Collected data
== == ==

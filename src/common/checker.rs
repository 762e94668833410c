//! This file defines some functions that checks some pre-conditions
//! E.g., the domain of the parameters.

use crate::constants::SIMPLEX_TOLERANCE;
use crate::error::{Result, SmoteBoostError};


/// Check whether the learning rate is positive.
#[inline(always)]
pub(crate) fn learning_rate(eta: f64) -> Result<()> {
    if eta > 0.0 {
        Ok(())
    } else {
        Err(SmoteBoostError::invalid_parameter(
            "learning_rate", eta, "must be greater than zero"
        ))
    }
}


/// Check whether a count parameter is positive.
#[inline(always)]
pub(crate) fn positive_count(name: &str, count: usize) -> Result<()> {
    if count > 0 {
        Ok(())
    } else {
        Err(SmoteBoostError::invalid_parameter(
            name, count, "must be greater than zero"
        ))
    }
}


/// Validates the caller-supplied weights and returns them rescaled
/// to sum to `1`.
#[inline(always)]
pub(crate) fn initial_weights(weights: &[f64], n_sample: usize)
    -> Result<Vec<f64>>
{
    if weights.len() != n_sample {
        return Err(SmoteBoostError::DimensionMismatch {
            expected: n_sample,
            found: weights.len(),
        });
    }
    if let Some(w) = weights.iter().find(|w| **w < 0.0 || w.is_nan()) {
        return Err(SmoteBoostError::InvalidWeights(
            format!("weights must be non-negative, got {w}")
        ));
    }

    let sum = weights.iter().sum::<f64>();
    if sum <= 0.0 || !sum.is_finite() {
        return Err(SmoteBoostError::InvalidWeights(format!(
            "attempting to fit with a non-positive \
            weighted number of samples (sum = {sum})"
        )));
    }

    Ok(weights.iter().map(|w| w / sum).collect())
}


/// Checks the weights returned by a booster.
/// Negative entries are rejected; a zero or non-finite total is left
/// to the caller, which stops training on it.
#[inline(always)]
pub(crate) fn booster_weights(weights: &[f64], n_sample: usize) -> Result<()> {
    if weights.len() != n_sample {
        return Err(SmoteBoostError::DimensionMismatch {
            expected: n_sample,
            found: weights.len(),
        });
    }
    if let Some((i, w)) = weights.iter().enumerate().find(|(_, w)| **w < 0.0) {
        return Err(SmoteBoostError::InvalidWeights(
            format!("the booster returned a negative weight {w} at row {i}")
        ));
    }
    Ok(())
}


/// Returns `true` if `dist` sums to `1` within [`SIMPLEX_TOLERANCE`].
#[inline(always)]
pub(crate) fn is_distribution(dist: &[f64]) -> bool {
    let sum = dist.iter().sum::<f64>();
    (sum - 1f64).abs() < SIMPLEX_TOLERANCE
}


#[cfg(test)]
mod tests {
    use super::*;

    #[test]
    fn test_learning_rate_success_01() {
        assert!(learning_rate(1e-3).is_ok());
    }

    #[test]
    fn test_learning_rate_failure_01() {
        assert!(learning_rate(0.0).is_err());
        assert!(learning_rate(-1.0).is_err());
    }

    #[test]
    fn test_initial_weights_success_01() {
        let w = initial_weights(&[2.0, 6.0], 2).unwrap();
        assert_eq!(w, vec![0.25, 0.75]);
        assert!(is_distribution(&w));
    }

    #[test]
    fn test_initial_weights_failure_01() {
        let err = initial_weights(&[0.0, 0.0], 2).unwrap_err();
        assert!(matches!(err, SmoteBoostError::InvalidWeights(_)));
    }

    #[test]
    fn test_initial_weights_failure_02() {
        let err = initial_weights(&[1.0, -0.5], 2).unwrap_err();
        assert!(matches!(err, SmoteBoostError::InvalidWeights(_)));
    }

    #[test]
    fn test_booster_weights_01() {
        assert!(booster_weights(&[0.0, 0.5, f64::INFINITY], 3).is_ok());

        let err = booster_weights(&[0.2, -0.1], 2).unwrap_err();
        assert!(matches!(err, SmoteBoostError::InvalidWeights(_)));

        let err = booster_weights(&[0.2], 2).unwrap_err();
        assert!(matches!(err, SmoteBoostError::DimensionMismatch { .. }));
    }

    #[test]
    fn test_initial_weights_failure_03() {
        let err = initial_weights(&[1.0], 2).unwrap_err();
        assert!(matches!(err, SmoteBoostError::DimensionMismatch { .. }));
    }
}
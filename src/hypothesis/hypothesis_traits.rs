use crate::{Sample, common::utils};


/// A trait that defines the behavor of classifier.
/// You only need to implement `classes` and `confidence` methods.
pub trait Classifier {
    /// Returns the labels this classifier distinguishes,
    /// in ascending order.
    fn classes(&self) -> &[i64];


    /// Computes the confidence of each class for `x`.
    /// The `k`-th entry corresponds to `self.classes()[k]`;
    /// a larger value means a stronger vote.
    fn confidence(&self, x: &[f64]) -> Vec<f64>;


    /// Predicts the index (in `self.classes()`) of the label of `x`.
    fn predict_index(&self, x: &[f64]) -> usize {
        utils::argmax(&self.confidence(x))
    }


    /// Predicts the label of `x`.
    fn predict(&self, x: &[f64]) -> i64 {
        self.classes()[self.predict_index(x)]
    }


    /// Predicts the labels of every row of `sample`.
    fn predict_all(&self, sample: &Sample) -> Vec<i64> {
        sample.rows()
            .iter()
            .map(|x| self.predict(x))
            .collect::<Vec<_>>()
    }
}
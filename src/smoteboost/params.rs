//! Serializable parameters of `SmoteBoost`.
use serde::{Serialize, Deserialize};

use crate::{
    Algorithm,

    constants::*,
    error::Result,
};


/// The parameters of [`SmoteBoost`](crate::SmoteBoost)
/// as a plain, serializable record.
///
/// Missing fields take their default values, so
/// `{"n_estimators": 10}` is a valid JSON input.
///
/// ```text
/// n_samples:     DEFAULT_N_SAMPLES     == 100,
/// n_estimators:  DEFAULT_N_ESTIMATORS  == 50,
/// k_neighbors:   DEFAULT_K_NEIGHBORS   == 5,
/// learning_rate: DEFAULT_LEARNING_RATE == 1.0,
/// random_state:  None,
/// algorithm:     Algorithm::SammeR,
/// ```
#[derive(Debug, Clone, Copy, PartialEq, Serialize, Deserialize)]
#[serde(default)]
pub struct SmoteBoostParams {
    /// Synthetic samples generated per round.
    pub n_samples: usize,
    /// Maximum number of rounds.
    pub n_estimators: usize,
    /// Neighbor count used by SMOTE.
    pub k_neighbors: usize,
    /// Scale applied to the learner weights.
    pub learning_rate: f64,
    /// Seed of the random stream. `None` seeds from the system entropy.
    pub random_state: Option<u64>,
    /// Weight update rule of the built-in booster.
    pub algorithm: Algorithm,
}


impl Default for SmoteBoostParams {
    fn default() -> Self {
        Self {
            n_samples: DEFAULT_N_SAMPLES,
            n_estimators: DEFAULT_N_ESTIMATORS,
            k_neighbors: DEFAULT_K_NEIGHBORS,
            learning_rate: DEFAULT_LEARNING_RATE,
            random_state: None,
            algorithm: Algorithm::default(),
        }
    }
}


impl SmoteBoostParams {
    /// Reads the parameters from a JSON string.
    pub fn from_json<S: AsRef<str>>(json: S) -> Result<Self> {
        let params = serde_json::from_str(json.as_ref())?;
        Ok(params)
    }


    /// Writes the parameters as a JSON string.
    pub fn to_json(&self) -> Result<String> {
        let json = serde_json::to_string(self)?;
        Ok(json)
    }
}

== == ==

§ WHAT IS REQUIRED
Having gone through the data above, repeat it exactly.

§ SOLUTION TO THE EXERCISE
filename src/common/checker.rs
repository 762e94668833410c
//! This file defines some functions that checks some pre-conditions
//! E.g., the domain of the parameters.

use crate::constants::SIMPLEX_TOLERANCE;
use crate::error::{Result, SmoteBoostError};


/// Check whether the learning rate is positive.
#[inline(always)]
pub(crate) fn learning_rate(eta: f64) -> Result<()> {
    if eta > 0.0 {
        Ok(())
    } else {
        Err(SmoteBoostError::invalid_parameter(
            "learning_rate", eta, "must be greater than zero"
        ))
    }
}


/// Check whether a count parameter is positive.
#[inline(always)]
pub(crate) fn positive_count(name: &str, count: usize) -> Result<()> {
    if count > 0 {
        Ok(())
    } else {
        Err(SmoteBoostError::invalid_parameter(
            name, count, "must be greater than zero"
        ))
    }
}


/// Validates the caller-supplied weights and returns them rescaled
/// to sum to `1`.
#[inline(always)]
pub(crate) fn initial_weights(weights: &[f64], n_sample: usize)
    -> Result<Vec<f64>>
{
    if weights.len() != n_sample {
        return Err(SmoteBoostError::DimensionMismatch {
            expected: n_sample,
            found: weights.len(),
        });
    }
    if let Some(w) = weights.iter().find(|w| **w < 0.0 || w.is_nan()) {
        return Err(SmoteBoostError::InvalidWeights(
            format!("weights must be non-negative, got {w}")
        ));
    }

    let sum = weights.iter().sum::<f64>();
    if sum <= 0.0 || !sum.is_finite() {
        return Err(SmoteBoostError::InvalidWeights(format!(
            "attempting to fit with a non-positive \
            weighted number of samples (sum = {sum})"
        )));
    }

    Ok(weights.iter().map(|w| w / sum).collect())
}


/// Checks the weights returned by a booster.
/// Negative entries are rejected; a zero or non-finite total is left
/// to the caller, which stops training on it.
#[inline(always)]
pub(crate) fn booster_weights(weights: &[f64], n_sample: usize) -> Result<()> {
    if weights.len() != n_sample {
        return Err(SmoteBoostError::DimensionMismatch {
            expected: n_sample,
            found: weights.len(),
        });
    }
    if let Some((i, w)) = weights.iter().enumerate().find(|(_, w)| **w < 0.0) {
        return Err(SmoteBoostError::InvalidWeights(
            format!("the booster returned a negative weight {w} at row {i}")
        ));
    }
    Ok(())
}


/// Returns `true` if `dist` sums to `1` within [`SIMPLEX_TOLERANCE`].
#[inline(always)]
pub(crate) fn is_distribution(dist: &[f64]) -> bool {
    let sum = dist.iter().sum::<f64>();
    (sum - 1f64).abs() < SIMPLEX_TOLERANCE
}


#[cfg(test)]
mod tests {
    use super::*;

    #[test]
    fn test_learning_rate_success_01() {
        assert!(learning_rate(1e-3).is_ok());
    }

    #[test]
    fn test_learning_rate_failure_01() {
        assert!(learning_rate(0.0).is_err());
        assert!(learning_rate(-1.0).is_err());
    }

    #[test]
    fn test_initial_weights_success_01() {
        let w = initial_weights(&[2.0, 6.0], 2).unwrap();
        assert_eq!(w, vec![0.25, 0.75]);
        assert!(is_distribution(&w));
    }

    #[test]
    fn test_initial_weights_failure_01() {
        let err = initial_weights(&[0.0, 0.0], 2).unwrap_err();
        assert!(matches!(err, SmoteBoostError::InvalidWeights(_)));
    }

    #[test]
    fn test_initial_weights_failure_02() {
        let err = initial_weights(&[1.0, -0.5], 2).unwrap_err();
        assert!(matches!(err, SmoteBoostError::InvalidWeights(_)));
    }

    #[test]
    fn test_booster_weights_01() {
        assert!(booster_weights(&[0.0, 0.5, f64::INFINITY], 3).is_ok());

        let err = booster_weights(&[0.2, -0.1], 2).unwrap_err();
        assert!(matches!(err, SmoteBoostError::InvalidWeights(_)));

        let err = booster_weights(&[0.2], 2).unwrap_err();
        assert!(matches!(err, SmoteBoostError::DimensionMismatch { .. }));
    }

    #[test]
    fn test_initial_weights_failure_03() {
        let err = initial_weights(&[1.0], 2).unwrap_err();
        assert!(matches!(err, SmoteBoostError::DimensionMismatch { .. }));
    }
}
filename src/hypothesis/hypothesis_traits.rs
use crate::{Sample, common::utils};


/// A trait that defines the behavor of classifier.
/// You only need to implement `classes` and `confidence` methods.
pub trait Classifier {
    /// Returns the labels this classifier distinguishes,
    /// in ascending order.
    fn classes(&self) -> &[i64];


    /// Computes the confidence of each class for `x`.
    /// The `k`-th entry corresponds to `self.classes()[k]`;
    /// a larger value means a stronger vote.
    fn confidence(&self, x: &[f64]) -> Vec<f64>;


    /// Predicts the index (in `self.classes()`) of the label of `x`.
    fn predict_index(&self, x: &[f64]) -> usize {
        utils::argmax(&self.confidence(x))
    }


    /// Predicts the label of `x`.
    fn predict(&self, x: &[f64]) -> i64 {
        self.classes()[self.predict_index(x)]
    }


    /// Predicts the labels of every row of `sample`.
    fn predict_all(&self, sample: &Sample) -> Vec<i64> {
        sample.rows()
            .iter()
            .map(|x| self.predict(x))
            .collect::<Vec<_>>()
    }
}
filename src/smoteboost/params.rs
//! Serializable parameters of `SmoteBoost`.
use serde::{Serialize, Deserialize};

use crate::{
    Algorithm,

    constants::*,
    error::Result,
};


/// The parameters of [`SmoteBoost`](crate::SmoteBoost)
/// as a plain, serializable record.
///
/// Missing fields take their default values, so
/// `{"n_estimators": 10}` is a valid JSON input.
///
/// ```text
/// n_samples:     DEFAULT_N_SAMPLES     == 100,
/// n_estimators:  DEFAULT_N_ESTIMATORS  == 50,
/// k_neighbors:   DEFAULT_K_NEIGHBORS   == 5,
/// learning_rate: DEFAULT_LEARNING_RATE == 1.0,
/// random_state:  None,
/// algorithm:     Algorithm::SammeR,
/// ```
#[derive(Debug, Clone, Copy, PartialEq, Serialize, Deserialize)]
#[serde(default)]
pub struct SmoteBoostParams {
    /// Synthetic samples generated per round.
    pub n_samples: usize,
    /// Maximum number of rounds.
    pub n_estimators: usize,
    /// Neighbor count used by SMOTE.
    pub k_neighbors: usize,
    /// Scale applied to the learner weights.
    pub learning_rate: f64,
    /// Seed of the random stream. `None` seeds from the system entropy.
    pub random_state: Option<u64>,
    /// Weight update rule of the built-in booster.
    pub algorithm: Algorithm,
}


impl Default for SmoteBoostParams {
    fn default() -> Self {
        Self {
            n_samples: DEFAULT_N_SAMPLES,
            n_estimators: DEFAULT_N_ESTIMATORS,
            k_neighbors: DEFAULT_K_NEIGHBORS,
            learning_rate: DEFAULT_LEARNING_RATE,
            random_state: None,
            algorithm: Algorithm::default(),
        }
    }
}


impl SmoteBoostParams {
    /// Reads the parameters from a JSON string.
    pub fn from_json<S: AsRef<str>>(json: S) -> Result<Self> {
        let params = serde_json::from_str(json.as_ref())?;
        Ok(params)
    }


    /// Writes the parameters as a JSON string.
    pub fn to_json(&self) -> Result<String> {
        let json = serde_json::to_string(self)?;
        Ok(json)
    }
}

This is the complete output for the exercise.